WORK TO COMPLETE: Give back exactly the lines of the data below, starting with the line that has "must map to" and going on through the line that has "let mapped = key_str".

Data records

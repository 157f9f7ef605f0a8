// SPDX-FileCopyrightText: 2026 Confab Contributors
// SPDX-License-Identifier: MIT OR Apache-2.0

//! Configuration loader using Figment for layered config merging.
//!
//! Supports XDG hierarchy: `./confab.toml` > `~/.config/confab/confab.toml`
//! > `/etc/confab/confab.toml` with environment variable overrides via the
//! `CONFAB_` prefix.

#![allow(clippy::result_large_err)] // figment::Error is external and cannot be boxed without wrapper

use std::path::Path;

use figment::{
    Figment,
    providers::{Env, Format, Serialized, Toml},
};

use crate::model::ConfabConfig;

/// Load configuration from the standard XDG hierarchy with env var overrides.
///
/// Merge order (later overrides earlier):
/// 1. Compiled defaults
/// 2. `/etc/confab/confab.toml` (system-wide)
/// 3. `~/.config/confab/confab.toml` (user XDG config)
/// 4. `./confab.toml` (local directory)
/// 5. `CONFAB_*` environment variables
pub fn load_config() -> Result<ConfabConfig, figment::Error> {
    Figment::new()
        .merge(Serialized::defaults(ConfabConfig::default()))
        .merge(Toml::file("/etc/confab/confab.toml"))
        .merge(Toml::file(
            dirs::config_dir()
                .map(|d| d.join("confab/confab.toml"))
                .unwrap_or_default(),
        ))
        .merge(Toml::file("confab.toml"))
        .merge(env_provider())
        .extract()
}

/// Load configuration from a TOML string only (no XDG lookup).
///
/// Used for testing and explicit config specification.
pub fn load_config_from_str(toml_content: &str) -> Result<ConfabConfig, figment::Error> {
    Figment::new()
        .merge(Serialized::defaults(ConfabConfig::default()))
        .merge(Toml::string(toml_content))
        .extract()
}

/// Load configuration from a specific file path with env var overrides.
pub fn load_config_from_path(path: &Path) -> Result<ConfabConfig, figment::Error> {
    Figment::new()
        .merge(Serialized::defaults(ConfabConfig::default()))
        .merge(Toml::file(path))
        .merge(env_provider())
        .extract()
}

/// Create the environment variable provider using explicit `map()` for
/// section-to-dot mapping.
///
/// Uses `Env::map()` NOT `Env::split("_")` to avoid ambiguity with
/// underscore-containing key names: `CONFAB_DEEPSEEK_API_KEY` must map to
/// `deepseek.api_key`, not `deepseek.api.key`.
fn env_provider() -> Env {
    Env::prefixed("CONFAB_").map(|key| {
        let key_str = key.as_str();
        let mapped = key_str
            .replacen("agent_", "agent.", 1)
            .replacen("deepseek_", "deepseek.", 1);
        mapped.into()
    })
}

---

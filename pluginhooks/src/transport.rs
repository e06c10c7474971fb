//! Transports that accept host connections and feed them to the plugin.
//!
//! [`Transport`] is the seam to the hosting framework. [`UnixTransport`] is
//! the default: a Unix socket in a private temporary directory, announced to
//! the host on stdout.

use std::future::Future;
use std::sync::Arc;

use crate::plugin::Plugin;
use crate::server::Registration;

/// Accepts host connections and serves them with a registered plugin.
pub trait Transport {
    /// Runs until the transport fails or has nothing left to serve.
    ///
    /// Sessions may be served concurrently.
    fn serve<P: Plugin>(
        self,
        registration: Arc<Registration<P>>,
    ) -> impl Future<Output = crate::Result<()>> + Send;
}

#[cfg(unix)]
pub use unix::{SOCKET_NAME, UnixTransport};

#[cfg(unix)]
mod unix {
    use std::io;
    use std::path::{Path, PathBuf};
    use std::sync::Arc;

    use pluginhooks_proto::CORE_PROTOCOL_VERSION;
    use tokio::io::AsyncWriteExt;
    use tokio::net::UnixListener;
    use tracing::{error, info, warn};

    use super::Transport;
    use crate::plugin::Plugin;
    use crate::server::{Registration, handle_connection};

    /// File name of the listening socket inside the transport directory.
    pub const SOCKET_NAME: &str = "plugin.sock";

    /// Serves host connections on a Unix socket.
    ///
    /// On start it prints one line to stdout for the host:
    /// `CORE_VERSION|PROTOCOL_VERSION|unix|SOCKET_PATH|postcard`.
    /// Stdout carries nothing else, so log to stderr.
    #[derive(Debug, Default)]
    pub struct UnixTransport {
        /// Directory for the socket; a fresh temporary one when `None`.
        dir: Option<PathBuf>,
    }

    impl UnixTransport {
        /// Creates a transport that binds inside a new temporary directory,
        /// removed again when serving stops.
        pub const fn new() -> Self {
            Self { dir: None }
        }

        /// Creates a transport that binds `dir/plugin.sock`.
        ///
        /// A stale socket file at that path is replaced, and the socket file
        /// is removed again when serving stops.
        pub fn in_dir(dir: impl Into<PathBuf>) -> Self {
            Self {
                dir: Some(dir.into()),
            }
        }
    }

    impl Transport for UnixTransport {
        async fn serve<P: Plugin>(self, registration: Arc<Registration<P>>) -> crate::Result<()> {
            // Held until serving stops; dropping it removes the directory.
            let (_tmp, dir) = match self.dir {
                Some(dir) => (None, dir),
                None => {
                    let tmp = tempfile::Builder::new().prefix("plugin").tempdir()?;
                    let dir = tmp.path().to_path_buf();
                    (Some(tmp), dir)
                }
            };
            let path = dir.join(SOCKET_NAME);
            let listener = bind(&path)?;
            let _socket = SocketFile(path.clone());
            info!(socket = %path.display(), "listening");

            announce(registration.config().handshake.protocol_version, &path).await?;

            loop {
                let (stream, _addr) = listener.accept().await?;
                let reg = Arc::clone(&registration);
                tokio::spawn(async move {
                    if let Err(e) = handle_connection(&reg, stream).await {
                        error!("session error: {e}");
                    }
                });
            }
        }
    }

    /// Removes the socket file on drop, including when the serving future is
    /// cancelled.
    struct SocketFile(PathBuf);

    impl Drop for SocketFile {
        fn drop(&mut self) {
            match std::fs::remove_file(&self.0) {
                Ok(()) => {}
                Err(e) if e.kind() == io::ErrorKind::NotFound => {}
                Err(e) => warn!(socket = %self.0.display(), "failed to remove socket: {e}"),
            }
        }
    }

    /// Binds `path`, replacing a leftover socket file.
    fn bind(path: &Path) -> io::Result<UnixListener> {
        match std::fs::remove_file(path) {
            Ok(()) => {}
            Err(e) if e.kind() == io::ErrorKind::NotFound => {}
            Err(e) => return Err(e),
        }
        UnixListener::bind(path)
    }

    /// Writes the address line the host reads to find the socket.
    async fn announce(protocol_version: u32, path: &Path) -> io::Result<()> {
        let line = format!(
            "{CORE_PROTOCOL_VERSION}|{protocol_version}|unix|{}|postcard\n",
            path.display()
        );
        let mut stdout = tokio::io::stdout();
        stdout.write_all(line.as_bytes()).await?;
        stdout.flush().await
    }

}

--

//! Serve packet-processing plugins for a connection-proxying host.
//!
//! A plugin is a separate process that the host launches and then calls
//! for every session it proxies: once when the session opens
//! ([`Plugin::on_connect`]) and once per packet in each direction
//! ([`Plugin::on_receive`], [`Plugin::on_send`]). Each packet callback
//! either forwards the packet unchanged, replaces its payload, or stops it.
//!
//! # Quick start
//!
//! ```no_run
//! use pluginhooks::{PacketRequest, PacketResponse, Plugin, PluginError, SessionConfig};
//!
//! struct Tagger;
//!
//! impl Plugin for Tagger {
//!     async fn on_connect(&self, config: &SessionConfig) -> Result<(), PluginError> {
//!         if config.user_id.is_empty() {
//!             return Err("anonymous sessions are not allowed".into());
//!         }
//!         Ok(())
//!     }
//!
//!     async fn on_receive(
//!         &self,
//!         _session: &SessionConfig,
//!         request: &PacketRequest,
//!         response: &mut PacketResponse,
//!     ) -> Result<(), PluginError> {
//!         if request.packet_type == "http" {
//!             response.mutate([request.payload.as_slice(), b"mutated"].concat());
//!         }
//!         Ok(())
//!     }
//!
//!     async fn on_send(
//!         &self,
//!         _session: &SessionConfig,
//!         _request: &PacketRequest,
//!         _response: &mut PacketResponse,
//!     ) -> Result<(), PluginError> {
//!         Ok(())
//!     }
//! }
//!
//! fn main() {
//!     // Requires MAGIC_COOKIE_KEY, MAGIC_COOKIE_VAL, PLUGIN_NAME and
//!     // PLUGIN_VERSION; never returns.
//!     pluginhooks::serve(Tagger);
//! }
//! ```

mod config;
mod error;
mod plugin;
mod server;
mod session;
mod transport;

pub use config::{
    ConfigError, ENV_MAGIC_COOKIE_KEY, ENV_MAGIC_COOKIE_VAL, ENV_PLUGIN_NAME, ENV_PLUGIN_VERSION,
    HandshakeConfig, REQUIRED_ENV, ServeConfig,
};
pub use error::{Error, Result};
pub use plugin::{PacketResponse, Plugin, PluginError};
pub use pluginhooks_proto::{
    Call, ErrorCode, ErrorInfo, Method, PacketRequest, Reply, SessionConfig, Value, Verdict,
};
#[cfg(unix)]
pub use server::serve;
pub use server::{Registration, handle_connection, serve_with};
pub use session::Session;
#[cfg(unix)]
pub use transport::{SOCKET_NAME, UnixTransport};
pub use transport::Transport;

REPLY TO THE TASK:
/// underscore-containing key names: `CONFAB_DEEPSEEK_API_KEY` must map to
/// `deepseek.api_key`, not `deepseek.api.key`.
fn env_provider() -> Env {
    Env::prefixed("CONFAB_").map(|key| {
        let key_str = key.as_str();
        let mapped = key_str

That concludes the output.